Collection entries:
^^^^^^^^
impl FromStr for LogLevel {
    type Err = LogError;

    fn from_str(s: &str) -> Result<Self, Self::Err> {
        match s.to_ascii_lowercase().as_str() {
            "debug" => Ok(LogLevel::Debug),
            "verbose" => Ok(LogLevel::Verbose),
            "info" => Ok(LogLevel::Info),
            "warn" | "warning" => Ok(LogLevel::Warn),
            "error" => Ok(LogLevel::Error),
            "silent" => Ok(LogLevel::Silent),
            other => Err(LogError::InvalidLogLevel(other.to_string())),
        }
    }
}

pub trait IntoLogLevel {
    fn into_log_level(self) -> Result<LogLevel, LogError>;
}

impl IntoLogLevel for LogLevel {
    fn into_log_level(self) -> Result<LogLevel, LogError> {
        Ok(self)
    }
}

impl IntoLogLevel for &str {
    fn into_log_level(self) -> Result<LogLevel, LogError> {
        LogLevel::from_str(self)
    }
}

impl IntoLogLevel for String {
    fn into_log_level(self) -> Result<LogLevel, LogError> {
        LogLevel::from_str(&self)
    }
}

#[derive(Debug, Clone, Default)]
pub struct LogOptions {
    pub level: Option<LogLevel>,
}

impl LogOptions {
    pub fn with_level<L>(mut self, level: L) -> Result<Self, LogError>
    where
        L: IntoLogLevel,
    {
        self.level = Some(level.into_log_level()?);
        Ok(self)
    }
}

#[derive(Debug, Clone)]
pub struct LogCallbackParams {
    pub level: LogLevel,
    pub message: String,
    pub args: Vec<Value>,
    pub logger_type: String,
}

impl LogCallbackParams {
    pub fn level_label(&self) -> &'static str {
        self.level.as_str()
    }
}

pub type LogCallback = Arc<dyn Fn(LogCallbackParams) + Send + Sync + 'static>;

#[derive(Debug, Clone, PartialEq)]
pub enum LogArgument {
    Text(String),
    Value(Value),
    Null,
}

impl LogArgument {
    pub fn text<S: Into<String>>(value: S) -> Self {
        LogArgument::Text(value.into())
    }

    pub fn value(value: Value) -> Self {
        LogArgument::Value(value)
    }

    pub fn null() -> Self {
        LogArgument::Null
    }

    pub fn to_message_fragment(&self) -> Option<String> {
        match self {
            LogArgument::Text(text) => Some(text.clone()),
            LogArgument::Value(Value::Null) | LogArgument::Null => None,
            LogArgument::Value(Value::String(text)) => Some(text.clone()),
            LogArgument::Value(Value::Bool(flag)) => Some(flag.to_string()),
            LogArgument::Value(Value::Number(number)) => Some(number.to_string()),
            LogArgument::Value(other) => Some(other.to_string()),
        }
    }

    pub fn to_callback_value(&self) -> Value {
        match self {
            LogArgument::Text(text) => Value::String(text.clone()),
            LogArgument::Value(value) => value.clone(),
            LogArgument::Null => Value::Null,
        }
    }
}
^^^^^^^^
Your goal: An exact transcript of all the records is the expected result.

Output:
impl FromStr for LogLevel {
    type Err = LogError;

    fn from_str(s: &str) -> Result<Self, Self::Err> {
        match s.to_ascii_lowercase().as_str() {
            "debug" => Ok(LogLevel::Debug),
            "verbose" => Ok(LogLevel::Verbose),
            "info" => Ok(LogLevel::Info),
            "warn" | "warning" => Ok(LogLevel::Warn),
            "error" => Ok(LogLevel::Error),
            "silent" => Ok(LogLevel::Silent),
            other => Err(LogError::InvalidLogLevel(other.to_string())),
        }
    }
}

pub trait IntoLogLevel {
    fn into_log_level(self) -> Result<LogLevel, LogError>;
}

impl IntoLogLevel for LogLevel {
    fn into_log_level(self) -> Result<LogLevel, LogError> {
        Ok(self)
    }
}

impl IntoLogLevel for &str {
    fn into_log_level(self) -> Result<LogLevel, LogError> {
        LogLevel::from_str(self)
    }
}

impl IntoLogLevel for String {
    fn into_log_level(self) -> Result<LogLevel, LogError> {
        LogLevel::from_str(&self)
    }
}

#[derive(Debug, Clone, Default)]
pub struct LogOptions {
    pub level: Option<LogLevel>,
}

impl LogOptions {
    pub fn with_level<L>(mut self, level: L) -> Result<Self, LogError>
    where
        L: IntoLogLevel,
    {
        self.level = Some(level.into_log_level()?);
        Ok(self)
    }
}

#[derive(Debug, Clone)]
pub struct LogCallbackParams {
    pub level: LogLevel,
    pub message: String,
    pub args: Vec<Value>,
    pub logger_type: String,
}

impl LogCallbackParams {
    pub fn level_label(&self) -> &'static str {
        self.level.as_str()
    }
}

pub type LogCallback = Arc<dyn Fn(LogCallbackParams) + Send + Sync + 'static>;

#[derive(Debug, Clone, PartialEq)]
pub enum LogArgument {
    Text(String),
    Value(Value),
    Null,
}

impl LogArgument {
    pub fn text<S: Into<String>>(value: S) -> Self {
        LogArgument::Text(value.into())
    }

    pub fn value(value: Value) -> Self {
        LogArgument::Value(value)
    }

    pub fn null() -> Self {
        LogArgument::Null
    }

    pub fn to_message_fragment(&self) -> Option<String> {
        match self {
            LogArgument::Text(text) => Some(text.clone()),
            LogArgument::Value(Value::Null) | LogArgument::Null => None,
            LogArgument::Value(Value::String(text)) => Some(text.clone()),
            LogArgument::Value(Value::Bool(flag)) => Some(flag.to_string()),
            LogArgument::Value(Value::Number(number)) => Some(number.to_string()),
            LogArgument::Value(other) => Some(other.to_string()),
        }
    }

    pub fn to_callback_value(&self) -> Value {
        match self {
            LogArgument::Text(text) => Value::String(text.clone()),
            LogArgument::Value(value) => value.clone(),
            LogArgument::Null => Value::Null,
        }
    }
}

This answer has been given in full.